I​ don’t understand why the code store the first column of the csv file as the time step and not the column 1 with all the date times.

for row in reader:

sunspots.append(float(row[2]))

time_step.append(int(row[0]))

A​rent we losing information here?

Hi @Amal_LAOUAJ-NOZIERES ,
We use the sunspots data and we change our dates into sequential numbers. The dates are sequential as well, so we don’t lose too much. Btw, why row[2]?

Hi @ maurizioscibilia,
Thank you for your reply. But there is something I’m missing. The sunspots data in kaggle is a three columns table (if we import it as a dataframe) the first column are integers from 0 to 3624 the second are dates (one per month from 1749-01-31 to 2021-01-31) and the last column is for the values.
So when we’re storing the data, I thought that we would take the column of dates and use datetime to change the format and clean it if necessary.
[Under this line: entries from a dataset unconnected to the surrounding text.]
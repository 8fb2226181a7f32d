//! Locating and loading `config.toml`.

use std::path::{Path, PathBuf};

use anyhow::{Context, Result};

use crate::domain::config::DeployConfig;
use crate::domain::error::ConfigError;

/// File name searched for in the working directory and its ancestors.
pub const CONFIG_FILE: &str = "config.toml";
/// Environment variable naming an explicit configuration file.
pub const CONFIG_ENV: &str = "HOSTKIT_CONFIG";

/// Loads the deployment configuration from disk.
#[derive(Debug, Clone, Default)]
pub struct TomlConfigStore {
    explicit: Option<PathBuf>,
}

impl TomlConfigStore {
    /// `explicit` comes from `--config` (or `HOSTKIT_CONFIG`) and wins over
    /// the directory search.
    #[must_use]
    pub fn new(explicit: Option<PathBuf>) -> Self {
        Self { explicit }
    }

    /// Resolve the configuration file path.
    ///
    /// # Errors
    ///
    /// Returns [`ConfigError::NotFound`] when no file is found.
    pub fn path(&self) -> Result<PathBuf> {
        let cwd = std::env::current_dir().context("cannot determine current directory")?;
        let home = dirs::home_dir();
        Ok(resolve_path(
            self.explicit.as_deref(),
            &cwd,
            home.as_deref(),
            Path::is_file,
        )?)
    }

    /// Resolve and parse the configuration file.
    ///
    /// # Errors
    ///
    /// Returns an error if the file cannot be found, read or parsed.
    pub fn load(&self) -> Result<(PathBuf, DeployConfig)> {
        let path = self.path()?;
        let content = std::fs::read_to_string(&path)
            .with_context(|| format!("cannot read {}", path.display()))?;
        let config = DeployConfig::parse(&content)
            .with_context(|| format!("cannot parse {}", path.display()))?;
        tracing::debug!(path = %path.display(), "configuration loaded");
        Ok((path, config))
    }
}

/// Pick the configuration file: `explicit` if given, else the nearest
/// `config.toml` in `start` or an ancestor, else `~/.hostkit/config.toml`.
///
/// An explicit path is returned even if it does not exist, so the read
/// error names the path the user asked for.
///
/// # Errors
///
/// Returns [`ConfigError::NotFound`] when there is no explicit path and no
/// candidate exists.
pub fn resolve_path(
    explicit: Option<&Path>,
    start: &Path,
    home: Option<&Path>,
    exists: impl Fn(&Path) -> bool,
) -> Result<PathBuf, ConfigError> {
    if let Some(path) = explicit {
        return Ok(path.to_path_buf());
    }
    if let Some(found) = start
        .ancestors()
        .map(|dir| dir.join(CONFIG_FILE))
        .find(|candidate| exists(candidate))
    {
        return Ok(found);
    }
    if let Some(home) = home {
        let fallback = home.join(".hostkit").join(CONFIG_FILE);
        if exists(&fallback) {
            return Ok(fallback);
        }
    }
    Err(ConfigError::NotFound {
        file: CONFIG_FILE.to_string(),
        start: start.display().to_string(),
    })
}
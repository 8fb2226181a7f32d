//! Embedded templates, compiled into the binary from `cli/assets/templates/`.
//!
//! Names are paths relative to that directory, e.g.
//! `mattermost/cluster-issuer.yaml`.

use anyhow::Result;
use include_dir::{Dir, include_dir};

use crate::application::ports::AssetSource;

static TEMPLATES: Dir<'_> = include_dir!("$CARGO_MANIFEST_DIR/assets/templates");

/// Production `AssetSource`.
#[derive(Debug, Clone, Copy, Default)]
pub struct EmbeddedAssets;

impl AssetSource for EmbeddedAssets {
    fn get_asset(&self, name: &str) -> Result<&'static [u8]> {
        get_asset(name)
    }
}

/// Return the raw bytes of a single embedded template.
///
/// # Errors
///
/// Returns an error if no template with the given `name` exists.
pub fn get_asset(name: &str) -> Result<&'static [u8]> {
    TEMPLATES
        .get_file(name)
        .map(|f| f.contents())
        .ok_or_else(|| anyhow::anyhow!("embedded template not found: {name}"))
}

/// Names of every embedded template, sorted.
#[must_use]
pub fn template_names() -> Vec<String> {
    let mut names = Vec::new();
    collect(&TEMPLATES, &mut names);
    names.sort();
    names
}

fn collect(dir: &Dir<'_>, out: &mut Vec<String>) {
    for file in dir.files() {
        out.push(file.path().to_string_lossy().replace('\\', "/"));
    }
    for sub in dir.dirs() {
        collect(sub, out);
    }
}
So when we predict we ask for example for sunspots of 2022-01-31. Am I making sense? Here if we want to predict 3 months from now what should we give the forecasting function?

I guess this dataset is a different one. The dates are from the '81 to the '90.

For this week’s exercise, you’ll use a dataset from Jason Brownlee, author of the amazing MachineLearningMastery.com site and who has shared lots of datasets at GitHub - jbrownlee/Datasets: Machine learning datasets used in tutorials on MachineLearningMastery.com. It’s a dataset of daily minimum temperatures in the city of Melbourne, Australia measured from 1981 to 1990.

Regarding the prediction based on the date, I think it was out of the assignment’ scope . You can still do it for fun though.